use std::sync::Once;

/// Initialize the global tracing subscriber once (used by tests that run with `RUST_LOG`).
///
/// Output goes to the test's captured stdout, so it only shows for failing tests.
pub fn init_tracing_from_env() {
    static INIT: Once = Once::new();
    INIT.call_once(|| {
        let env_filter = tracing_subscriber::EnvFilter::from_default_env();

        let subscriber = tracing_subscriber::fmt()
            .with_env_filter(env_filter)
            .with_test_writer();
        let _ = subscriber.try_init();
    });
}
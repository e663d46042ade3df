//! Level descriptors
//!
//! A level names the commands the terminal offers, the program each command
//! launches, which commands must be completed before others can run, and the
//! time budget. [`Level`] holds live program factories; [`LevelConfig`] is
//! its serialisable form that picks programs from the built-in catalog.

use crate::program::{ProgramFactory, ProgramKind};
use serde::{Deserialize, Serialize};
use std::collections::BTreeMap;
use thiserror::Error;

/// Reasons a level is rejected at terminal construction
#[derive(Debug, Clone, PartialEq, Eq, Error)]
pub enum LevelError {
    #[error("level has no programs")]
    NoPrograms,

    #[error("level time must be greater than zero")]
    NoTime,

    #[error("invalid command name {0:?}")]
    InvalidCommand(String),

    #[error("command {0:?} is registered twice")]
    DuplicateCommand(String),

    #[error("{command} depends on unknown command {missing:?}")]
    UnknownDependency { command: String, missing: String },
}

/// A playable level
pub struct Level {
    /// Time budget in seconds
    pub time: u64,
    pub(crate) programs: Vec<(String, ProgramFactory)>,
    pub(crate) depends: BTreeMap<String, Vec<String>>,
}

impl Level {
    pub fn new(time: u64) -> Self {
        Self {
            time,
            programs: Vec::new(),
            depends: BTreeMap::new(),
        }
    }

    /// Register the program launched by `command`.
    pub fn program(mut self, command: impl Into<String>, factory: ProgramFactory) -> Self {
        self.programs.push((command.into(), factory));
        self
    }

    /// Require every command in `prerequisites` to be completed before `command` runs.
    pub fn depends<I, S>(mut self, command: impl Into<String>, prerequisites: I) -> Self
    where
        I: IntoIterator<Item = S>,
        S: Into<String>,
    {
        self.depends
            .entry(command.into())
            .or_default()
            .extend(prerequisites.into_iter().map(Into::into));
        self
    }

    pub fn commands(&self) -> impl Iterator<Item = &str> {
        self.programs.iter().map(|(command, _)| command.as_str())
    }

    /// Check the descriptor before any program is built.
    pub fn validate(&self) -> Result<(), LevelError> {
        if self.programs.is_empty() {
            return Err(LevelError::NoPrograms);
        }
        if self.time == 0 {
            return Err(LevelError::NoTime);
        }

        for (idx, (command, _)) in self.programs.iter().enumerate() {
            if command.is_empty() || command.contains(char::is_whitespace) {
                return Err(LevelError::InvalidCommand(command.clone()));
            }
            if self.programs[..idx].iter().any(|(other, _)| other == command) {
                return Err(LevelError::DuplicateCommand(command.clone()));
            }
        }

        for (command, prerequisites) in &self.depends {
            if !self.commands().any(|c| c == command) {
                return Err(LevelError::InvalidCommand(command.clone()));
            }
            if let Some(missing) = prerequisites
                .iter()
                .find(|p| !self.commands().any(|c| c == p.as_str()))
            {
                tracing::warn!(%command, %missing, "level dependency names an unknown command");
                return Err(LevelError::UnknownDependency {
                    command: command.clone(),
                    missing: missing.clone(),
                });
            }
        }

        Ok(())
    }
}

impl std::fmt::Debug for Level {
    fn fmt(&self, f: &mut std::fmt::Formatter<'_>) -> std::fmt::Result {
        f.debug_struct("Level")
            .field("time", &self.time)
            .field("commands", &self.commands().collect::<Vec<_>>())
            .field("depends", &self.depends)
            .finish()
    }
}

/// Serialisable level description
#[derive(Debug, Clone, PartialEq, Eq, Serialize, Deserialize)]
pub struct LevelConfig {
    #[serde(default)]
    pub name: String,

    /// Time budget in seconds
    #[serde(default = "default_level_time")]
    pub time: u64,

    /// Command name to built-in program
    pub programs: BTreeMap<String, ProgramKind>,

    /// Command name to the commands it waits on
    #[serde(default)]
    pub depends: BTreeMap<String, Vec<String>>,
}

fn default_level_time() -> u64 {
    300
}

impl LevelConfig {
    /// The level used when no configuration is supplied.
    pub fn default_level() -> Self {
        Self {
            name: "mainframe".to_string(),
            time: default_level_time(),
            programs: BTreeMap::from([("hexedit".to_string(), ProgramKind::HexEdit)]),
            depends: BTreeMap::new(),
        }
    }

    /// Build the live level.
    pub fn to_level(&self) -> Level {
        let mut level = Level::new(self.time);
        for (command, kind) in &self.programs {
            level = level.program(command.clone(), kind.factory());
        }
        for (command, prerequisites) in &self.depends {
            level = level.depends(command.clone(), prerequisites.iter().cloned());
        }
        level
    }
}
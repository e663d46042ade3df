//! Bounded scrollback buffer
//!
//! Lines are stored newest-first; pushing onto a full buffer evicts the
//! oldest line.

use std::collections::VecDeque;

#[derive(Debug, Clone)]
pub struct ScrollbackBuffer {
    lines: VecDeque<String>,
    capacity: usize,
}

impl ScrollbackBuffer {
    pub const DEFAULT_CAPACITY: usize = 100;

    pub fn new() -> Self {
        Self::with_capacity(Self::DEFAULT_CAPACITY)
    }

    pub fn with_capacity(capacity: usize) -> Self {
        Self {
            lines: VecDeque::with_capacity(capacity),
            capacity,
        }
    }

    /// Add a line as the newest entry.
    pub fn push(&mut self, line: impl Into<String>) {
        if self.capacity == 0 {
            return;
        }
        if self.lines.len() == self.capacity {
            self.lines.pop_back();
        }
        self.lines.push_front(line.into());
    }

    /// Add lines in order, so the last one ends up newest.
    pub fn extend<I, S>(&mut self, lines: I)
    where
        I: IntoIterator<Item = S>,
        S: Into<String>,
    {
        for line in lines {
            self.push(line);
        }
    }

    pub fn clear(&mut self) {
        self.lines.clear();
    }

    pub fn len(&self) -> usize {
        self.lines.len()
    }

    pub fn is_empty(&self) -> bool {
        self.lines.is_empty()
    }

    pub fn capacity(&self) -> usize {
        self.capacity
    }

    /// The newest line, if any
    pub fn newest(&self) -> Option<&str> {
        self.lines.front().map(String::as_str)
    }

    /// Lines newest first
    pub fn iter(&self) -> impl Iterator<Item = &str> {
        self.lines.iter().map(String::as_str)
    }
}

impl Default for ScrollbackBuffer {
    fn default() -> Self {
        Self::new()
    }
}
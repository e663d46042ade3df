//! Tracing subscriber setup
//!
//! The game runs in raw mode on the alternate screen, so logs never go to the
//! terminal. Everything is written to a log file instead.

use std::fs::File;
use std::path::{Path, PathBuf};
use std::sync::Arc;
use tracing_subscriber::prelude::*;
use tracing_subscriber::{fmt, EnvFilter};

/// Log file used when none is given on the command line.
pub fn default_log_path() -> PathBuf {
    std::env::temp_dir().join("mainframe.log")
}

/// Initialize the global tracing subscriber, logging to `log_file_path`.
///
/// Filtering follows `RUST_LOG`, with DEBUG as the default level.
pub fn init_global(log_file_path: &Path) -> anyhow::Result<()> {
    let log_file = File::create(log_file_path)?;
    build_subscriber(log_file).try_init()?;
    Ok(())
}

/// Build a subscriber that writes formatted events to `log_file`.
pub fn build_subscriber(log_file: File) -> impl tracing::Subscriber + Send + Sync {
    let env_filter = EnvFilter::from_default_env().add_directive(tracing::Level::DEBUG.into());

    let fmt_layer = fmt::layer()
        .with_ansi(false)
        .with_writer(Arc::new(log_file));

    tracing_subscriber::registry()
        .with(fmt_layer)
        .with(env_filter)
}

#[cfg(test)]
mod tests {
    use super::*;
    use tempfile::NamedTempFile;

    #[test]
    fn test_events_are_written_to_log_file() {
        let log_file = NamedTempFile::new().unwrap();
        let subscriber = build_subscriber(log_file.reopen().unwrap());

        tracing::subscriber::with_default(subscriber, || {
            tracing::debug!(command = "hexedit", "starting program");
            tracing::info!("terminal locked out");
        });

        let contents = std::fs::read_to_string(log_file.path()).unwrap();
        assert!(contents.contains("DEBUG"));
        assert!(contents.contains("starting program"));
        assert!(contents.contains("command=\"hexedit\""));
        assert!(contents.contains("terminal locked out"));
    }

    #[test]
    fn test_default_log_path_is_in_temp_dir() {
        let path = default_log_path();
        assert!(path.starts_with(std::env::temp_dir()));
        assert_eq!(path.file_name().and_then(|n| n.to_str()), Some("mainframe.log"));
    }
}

------------------------------

TASK DETAILS:
Retype exactly the lines of the data above, starting at its first line and finishing with the line that has "pub fn program(mut" in it.

ANSWER SECTION:
use std::sync::Once;

/// Initialize the global tracing subscriber once (used by tests that run with `RUST_LOG`).
///
/// Output goes to the test's captured stdout, so it only shows for failing tests.
pub fn init_tracing_from_env() {
    static INIT: Once = Once::new();
    INIT.call_once(|| {
        let env_filter = tracing_subscriber::EnvFilter::from_default_env();

        let subscriber = tracing_subscriber::fmt()
            .with_env_filter(env_filter)
            .with_test_writer();
        let _ = subscriber.try_init();
    });
}
repository e663d46042ade3df
//! Level descriptors
//!
//! A level names the commands the terminal offers, the program each command
//! launches, which commands must be completed before others can run, and the
//! time budget. [`Level`] holds live program factories; [`LevelConfig`] is
//! its serialisable form that picks programs from the built-in catalog.

use crate::program::{ProgramFactory, ProgramKind};
use serde::{Deserialize, Serialize};
use std::collections::BTreeMap;
use thiserror::Error;

/// Reasons a level is rejected at terminal construction
#[derive(Debug, Clone, PartialEq, Eq, Error)]
pub enum LevelError {
    #[error("level has no programs")]
    NoPrograms,

    #[error("level time must be greater than zero")]
    NoTime,

    #[error("invalid command name {0:?}")]
    InvalidCommand(String),

    #[error("command {0:?} is registered twice")]
    DuplicateCommand(String),

    #[error("{command} depends on unknown command {missing:?}")]
    UnknownDependency { command: String, missing: String },
}

/// A playable level
pub struct Level {
    /// Time budget in seconds
    pub time: u64,
    pub(crate) programs: Vec<(String, ProgramFactory)>,
    pub(crate) depends: BTreeMap<String, Vec<String>>,
}

impl Level {
    pub fn new(time: u64) -> Self {
        Self {
            time,
            programs: Vec::new(),
            depends: BTreeMap::new(),
        }
    }

    /// Register the program launched by `command`.
    pub fn program(mut self, command: impl Into<String>, factory: ProgramFactory) -> Self {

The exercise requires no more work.